Vital links and apps for your tablet and phone
By PHILIP EIL  |  January 23, 2013

The streets overflow with slush. The sun goes down shortly after lunch. The thermometer hovers around 25 degrees. It's officially winter and, until you arrive in Acapulco for Spring Break, your main source of Vitamin D will be the warm, glowing screen of your laptop.
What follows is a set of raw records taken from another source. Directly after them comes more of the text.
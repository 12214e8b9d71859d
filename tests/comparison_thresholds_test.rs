//! Boundary behaviour of the comparison threshold rules.
//!
//! Gap rules fire on a strictly larger gap, advantage rules on a strictly
//! smaller ratio and hotspot rules on a strictly larger ratio.

mod common;

use common::{refs, side};
use reviewlens::comparison::policy::NEGATIVE_GAP_POINTS;
use reviewlens::comparison::{
    compare, default_issue_groups, Comparator, ComparisonDimension, ComparisonResult,
    FindingKind, InsightPolicy, Side,
};
use reviewlens::core::{ReviewRecord, Sentiment};

/// `hits` of `total` positive records carry `label`; the rest are "User Interface".
fn labelled_side(app: &str, label: &str, hits: usize, total: usize) -> Vec<ReviewRecord> {
    (0..total)
        .map(|i| {
            let category = if i < hits { label } else { "User Interface" };
            ReviewRecord::new(format!("{app}-{i}"), app, "iOS")
                .with_sentiment(Sentiment::Positive)
                .with_rating(4)
                .with_categories(category, category)
        })
        .collect()
}

fn run(left: &[ReviewRecord], right: &[ReviewRecord]) -> ComparisonResult {
    let (l, r) = (refs(left), refs(right));
    compare(
        Side::new("Rogers", &l),
        Side::new("Bell", &r),
        ComparisonDimension::App,
    )
}

#[test]
fn negative_gap_boundary_is_strict() {
    let at_boundary = run(&side("Rogers", "iOS", 60, 100), &side("Bell", "iOS", 50, 100));
    assert_eq!(at_boundary.negative_rate_gap, Some(10));
    assert!(at_boundary.has_finding(FindingKind::ConsistentPerformance));

    let past_boundary = run(&side("Rogers", "iOS", 61, 100), &side("Bell", "iOS", 50, 100));
    assert_eq!(past_boundary.negative_rate_gap, Some(11));
    assert!(past_boundary.has_finding(FindingKind::PerformanceGap));
}

/// Older app-vs-app dashboards only flagged gaps above 15 points while the
/// platform views used 10. Every dimension now defaults to 10; setting
/// `app_gap_points = 15` restores the old app behaviour.
#[test]
fn app_gap_defaults_to_ten_points_not_fifteen() {
    assert_eq!(NEGATIVE_GAP_POINTS, 10);
    assert_eq!(InsightPolicy::default().app_gap_points, 10);

    let rogers = side("Rogers", "iOS", 62, 100);
    let bell = side("Bell", "iOS", 50, 100);
    let twelve_points = run(&rogers, &bell);
    assert_eq!(twelve_points.negative_rate_gap, Some(12));
    assert!(twelve_points.has_finding(FindingKind::PerformanceGap));

    let legacy = Comparator::new(
        InsightPolicy {
            app_gap_points: 15,
            ..InsightPolicy::default()
        },
        default_issue_groups(),
    );
    let (r, b) = (refs(&rogers), refs(&bell));
    let result = legacy.compare(
        Side::new("Rogers", &r),
        Side::new("Bell", &b),
        ComparisonDimension::App,
    );
    assert!(result.has_finding(FindingKind::ConsistentPerformance));
}

#[test]
fn gap_points_are_configurable_per_dimension() {
    let policy = InsightPolicy {
        platform_gap_points: 15,
        ..InsightPolicy::default()
    };
    let comparator = Comparator::new(policy, default_issue_groups());
    let ios = side("Rogers", "iOS", 65, 100);
    let android = side("Rogers", "Android", 50, 100);
    let (i, a) = (refs(&ios), refs(&android));

    let result = comparator.compare(
        Side::new("iOS", &i),
        Side::new("Android", &a),
        ComparisonDimension::Platform,
    );
    assert!(result.has_finding(FindingKind::ConsistentPerformance));

    let result = comparator.compare(
        Side::new("iOS", &i),
        Side::new("Android", &a),
        ComparisonDimension::App,
    );
    assert!(result.has_finding(FindingKind::PerformanceGap));
}

#[test]
fn stability_advantage_needs_ratio_strictly_below_point_seven() {
    let equal_ratio = run(
        &labelled_side("Rogers", "App Crashes", 7, 100),
        &labelled_side("Bell", "App Crashes", 10, 100),
    );
    assert!(!equal_ratio
        .findings_of(FindingKind::IssueAdvantage)
        .any(|f| f.title == "Stability Advantage" && f.message.starts_with("Rogers")));

    let below = run(
        &labelled_side("Rogers", "App Crashes", 6, 100),
        &labelled_side("Bell", "App Crashes", 10, 100),
    );
    let finding = below
        .findings_of(FindingKind::IssueAdvantage)
        .find(|f| f.title == "Stability Advantage")
        .expect("stability advantage");
    assert!(finding.message.starts_with("Rogers has fewer stability issues: 6%"));
}

#[test]
fn authentication_advantage_needs_ratio_strictly_below_half() {
    let equal_ratio = run(
        &labelled_side("Rogers", "Login Issues", 5, 100),
        &labelled_side("Bell", "Login Issues", 10, 100),
    );
    assert!(!equal_ratio
        .findings_of(FindingKind::IssueAdvantage)
        .any(|f| f.title == "Authentication Advantage"));

    let below = run(
        &labelled_side("Rogers", "Login Issues", 4, 100),
        &labelled_side("Bell", "Login Issues", 10, 100),
    );
    assert!(below
        .findings_of(FindingKind::IssueAdvantage)
        .any(|f| f.title == "Authentication Advantage" && f.message.starts_with("Rogers")));
}

#[test]
fn hotspot_needs_ratio_strictly_above_one_and_a_half() {
    let equal_ratio = run(
        &labelled_side("Rogers", "Network Coverage", 15, 100),
        &labelled_side("Bell", "Network Coverage", 10, 100),
    );
    assert_eq!(equal_ratio.findings_of(FindingKind::IssueHotspot).count(), 0);

    let above = run(
        &labelled_side("Rogers", "Network Coverage", 16, 100),
        &labelled_side("Bell", "Network Coverage", 10, 100),
    );
    let hotspot = above
        .findings_of(FindingKind::IssueHotspot)
        .next()
        .expect("hotspot finding");
    assert_eq!(hotspot.title, "Network Coverage Hotspot");
    assert!(hotspot.message.starts_with("Rogers reports 1.6x more"));
}

#[test]
fn zero_denominators_skip_ratio_rules() {
    // neither side has any stability issue: no ratio can be formed
    let result = run(
        &labelled_side("Rogers", "User Interface", 0, 20),
        &labelled_side("Bell", "User Interface", 0, 20),
    );
    assert_eq!(result.findings_of(FindingKind::IssueAdvantage).count(), 0);
    assert_eq!(result.findings_of(FindingKind::IssueHotspot).count(), 0);
    for finding in &result.findings {
        assert!(!finding.message.contains("NaN"));
        assert!(!finding.message.contains("inf"));
    }
}

#[test]
fn empty_side_produces_no_gap_findings() {
    let result = run(&side("Rogers", "iOS", 10, 20), &[]);
    assert_eq!(result.negative_rate_gap, None);
    assert!(!result.has_finding(FindingKind::PerformanceGap));
    assert!(!result.has_finding(FindingKind::ConsistentPerformance));
    assert_eq!(result.right.stats.average_rating, 0.0);
}

#[test]
fn findings_are_ordered_by_priority() {
    let result = run(
        &labelled_side("Rogers", "App Crashes", 30, 120),
        &side("Bell", "iOS", 70, 100),
    );
    let priorities: Vec<_> = result.findings.iter().map(|f| f.priority).collect();
    let mut sorted = priorities.clone();
    sorted.sort_by(|a, b| b.cmp(a));
    assert_eq!(priorities, sorted);
    assert!(result.has_finding(FindingKind::VolumeLeader));
}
But this isn't such bad news in Rhode Island, where our small state has turned out a cyberspace bigger, richer, and more ambitious than you might imagine. Politics. Gossip. Drugs. Sports. History. Music. Our local Internet provides a veritable liberal arts education, with DJ Pauly D — the man of nine million Facebook "likes" — as its provost. So, kick off your boots, order a pizza, and charge up that MacBook. This is your guide to Digital Rhode Island.


BLOGS

Most schools have their own mini blogosphere and Rhode Island's colleges and universities are no exception. RISD has the inimitable — and highly addictive — "ONLY AT RISD" TUMBLR, where anonymous contributors post gifs for every conceivable art-school scenario ("COOKING IN THE RISD DORMS" shows Paris Hilton frying a strip of bacon with a clothes iron. "IN THE 9TH HOUR OF CRITIQUE, WHEN PEOPLE JUST CANT STOP TALKING ABOUT THEIR OWN WORK" loops Jersey Shore's Snooki repeatedly screaming "Shut the fuck up!").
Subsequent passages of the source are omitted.